Not everyone has to be a perfect Matori, of course. Just do your best and be honest about it.

Besides the foundations and the Framework, we do our best to be guided by our brand purpose, which is just a shorter way to say the same: “We want good people to kick ass at their job, grow and enjoy” (we wanted to say “excel”, but it was too boring and therefore inappropriate for HOOLOOVOO).

Authentic voice

Our campaigns, our blog, social media, presence at conferences, everything that embodies our voice, stems from the same source we described above. As a result, people who find HOOLOOVOO interesting are exactly the ones we want to meet, who share our values. The same goes for our clients. You can call it authenticity. In reality, we only want our people to be and feel authentic at work.

The opposite of “bullshit”

Matori became the cornerstone of our ethics. It’s the opposite of “bullshit”. It’s about enjoying freedom and friendship, but also safeguarding it with dedication, quality and care for other people's freedom. In our book, authenticity should not be narcissistic and self-absorbed, as the “be yourself” catchphrase may imply. Especially if you're a company, and a growing one. 

We branded toilets at conferences, supported podcasts that reflect our values of transparency and respect, helped brave new artists…but the key common ingredient was always - “no bullshit”.

And now, we are going global

Year after year,  developers voted us as one of the best places to work in IT in Belgrade. Last year (2023), the moment came - our small team of around 150 decided to diversify. And the moment came - our small team of nearly two hundred enthusiasts decided to diversify. To switch from employer branding to offering our expertise to potential clients globally. 

We started with the Business Development Strategy, to be sure we know what we are doing for the next couple of years. The point is: we decided to present ourselves to Sweden, where our key clients were from. Simply, we like the vibe, the relationships we built, the business culture. Then we turned that Strategy (an internal document) into a global website. Ths one. Next was the Tech strategy, nothing outlandish about it - we are focusing on Data and AI. 

After that, as per the plan, the first thing we needed was a Sales Department and a Head of Sales.
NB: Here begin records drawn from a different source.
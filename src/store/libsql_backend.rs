//! libSQL backend: async `TaskStore` implementation.
//!
//! Supports local file and in-memory databases. Every state change is one
//! `UPDATE ... WHERE task_id = ? AND state = ?` statement, so the
//! compare-and-swap is atomic at the SQLite level. Timestamps are written as
//! fixed-width RFC 3339 (microseconds, `Z`) so text comparison in SQL orders
//! them chronologically.

use std::path::Path;
use std::sync::Arc;

use async_trait::async_trait;
use chrono::{DateTime, SecondsFormat, Utc};
use libsql::params::Params;
use libsql::{Connection, Database as LibSqlDatabase, Value, params};
use serde::Serialize;
use serde::de::DeserializeOwned;
use tracing::{debug, info, warn};
use uuid::Uuid;

use crate::artifacts::{Artifact, ArtifactKind};
use crate::error::DatabaseError;
use crate::logs::{LogLevel, LogLine, LogStreamKind};
use crate::store::migrations;
use crate::store::traits::TaskStore;
use crate::task::{
    CreateOutcome, Progress, Task, TaskEvent, TaskFilter, TaskPage, TaskPatch, TaskState,
};

/// libSQL database backend.
///
/// Stores a single connection that is reused for all operations.
/// `libsql::Connection` is `Send + Sync` and safe for concurrent async use.
pub struct LibSqlBackend {
    #[allow(dead_code)]
    db: Arc<LibSqlDatabase>,
    conn: Connection,
}

impl LibSqlBackend {
    /// Open (or create) a local database file and run migrations.
    pub async fn new_local(path: &Path) -> Result<Self, DatabaseError> {
        if let Some(parent) = path.parent() {
            std::fs::create_dir_all(parent).map_err(|e| {
                DatabaseError::Pool(format!("Failed to create database directory: {e}"))
            })?;
        }

        let db = libsql::Builder::new_local(path)
            .build()
            .await
            .map_err(|e| DatabaseError::Pool(format!("Failed to open libSQL database: {e}")))?;

        let conn = db
            .connect()
            .map_err(|e| DatabaseError::Pool(format!("Failed to create connection: {e}")))?;

        let backend = Self {
            db: Arc::new(db),
            conn,
        };
        backend.init_schema().await?;
        info!(path = %path.display(), "Database opened");
        Ok(backend)
    }

    /// Create an in-memory database (for tests).
    pub async fn new_memory() -> Result<Self, DatabaseError> {
        let db = libsql::Builder::new_local(":memory:")
            .build()
            .await
            .map_err(|e| {
                DatabaseError::Pool(format!("Failed to create in-memory database: {e}"))
            })?;

        let conn = db
            .connect()
            .map_err(|e| DatabaseError::Pool(format!("Failed to create connection: {e}")))?;

        let backend = Self {
            db: Arc::new(db),
            conn,
        };
        backend.init_schema().await?;
        Ok(backend)
    }

    /// Get the connection.
    fn conn(&self) -> &Connection {
        &self.conn
    }

    /// Run a query expected to yield task rows.
    async fn query_tasks(
        &self,
        op: &str,
        sql: &str,
        values: Vec<Value>,
    ) -> Result<Vec<Task>, DatabaseError> {
        let mut rows = self
            .conn()
            .query(sql, Params::Positional(values))
            .await
            .map_err(|e| DatabaseError::Query(format!("{op}: {e}")))?;

        let mut tasks = Vec::new();
        while let Some(row) = rows
            .next()
            .await
            .map_err(|e| DatabaseError::Query(format!("{op}: {e}")))?
        {
            match row_to_task(&row) {
                Ok(task) => tasks.push(task),
                Err(e) => warn!(op, error = %e, "Skipping unreadable task row"),
            }
        }
        Ok(tasks)
    }

    /// Run a single-value `COUNT(*)` style query.
    async fn query_count(
        &self,
        op: &str,
        sql: &str,
        values: Vec<Value>,
    ) -> Result<u64, DatabaseError> {
        let mut rows = self
            .conn()
            .query(sql, Params::Positional(values))
            .await
            .map_err(|e| DatabaseError::Query(format!("{op}: {e}")))?;

        match rows.next().await {
            Ok(Some(row)) => {
                let count: i64 = row.get(0).map_err(row_err)?;
                Ok(count.max(0) as u64)
            }
            Ok(None) => Ok(0),
            Err(e) => Err(DatabaseError::Query(format!("{op}: {e}"))),
        }
    }
}

// ── Helper functions ────────────────────────────────────────────────

/// Canonical timestamp encoding.
fn ts(dt: &DateTime<Utc>) -> String {
    dt.to_rfc3339_opts(SecondsFormat::Micros, true)
}

fn opt_ts(dt: Option<&DateTime<Utc>>) -> Value {
    match dt {
        Some(dt) => Value::Text(ts(dt)),
        None => Value::Null,
    }
}

/// Parse an RFC 3339 or SQLite datetime string into DateTime<Utc>.
fn parse_datetime(s: &str) -> Result<DateTime<Utc>, DatabaseError> {
    if let Ok(dt) = DateTime::parse_from_rfc3339(s) {
        return Ok(dt.with_timezone(&Utc));
    }
    chrono::NaiveDateTime::parse_from_str(s, "%Y-%m-%d %H:%M:%S%.f")
        .map(|ndt| ndt.and_utc())
        .map_err(|e| DatabaseError::Serialization(format!("bad timestamp {s:?}: {e}")))
}

fn parse_optional_datetime(s: &Option<String>) -> Result<Option<DateTime<Utc>>, DatabaseError> {
    s.as_deref().map(parse_datetime).transpose()
}

/// Convert `Option<&str>` to libsql Value.
fn opt_text(s: Option<&str>) -> Value {
    match s {
        Some(s) => Value::Text(s.to_string()),
        None => Value::Null,
    }
}

fn to_json<T: Serialize + ?Sized>(value: &T) -> Result<String, DatabaseError> {
    serde_json::to_string(value).map_err(|e| DatabaseError::Serialization(e.to_string()))
}

fn opt_json<T: Serialize>(value: Option<&T>) -> Result<Value, DatabaseError> {
    match value {
        Some(v) => Ok(Value::Text(to_json(v)?)),
        None => Ok(Value::Null),
    }
}

fn from_json<T: DeserializeOwned>(column: &str, raw: &str) -> Result<T, DatabaseError> {
    serde_json::from_str(raw)
        .map_err(|e| DatabaseError::Serialization(format!("{column}: {e}")))
}

fn from_opt_json<T: DeserializeOwned>(
    column: &str,
    raw: Option<String>,
) -> Result<Option<T>, DatabaseError> {
    raw.map(|r| from_json(column, &r)).transpose()
}

fn row_err(e: libsql::Error) -> DatabaseError {
    DatabaseError::Query(format!("row parse: {e}"))
}

fn parse_uuid(raw: &str) -> Result<Uuid, DatabaseError> {
    Uuid::parse_str(raw).map_err(|e| DatabaseError::Serialization(format!("task_id {raw:?}: {e}")))
}

fn parse_state(raw: &str) -> Result<TaskState, DatabaseError> {
    raw.parse::<TaskState>().map_err(DatabaseError::Serialization)
}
We hit another bullseye and found Djordje (here he is - link).

The same different story

Next was a salesperson in Sweden, to work for us there. Our “Matori” could never work - who'd understand? But luckily, it was never about an invented character. It was about our people, their attitude, frankness and skill. So instead of the “Matori” model, we asked Djordje, our Head of Sales (at the time, recently hired), to get ready…

Two pictures. One is our Swedish hiring campaign - we are looking for someone there to help our Sales team stationed here in Serbia. The other picture is the "Matori" campaign from over six years ago. Notice the similarities?

The main character is now Djordje, but Matori is still there, on his shirt. Essentially, only the means of transportation has changed. Matori went “under the hood”, as intended.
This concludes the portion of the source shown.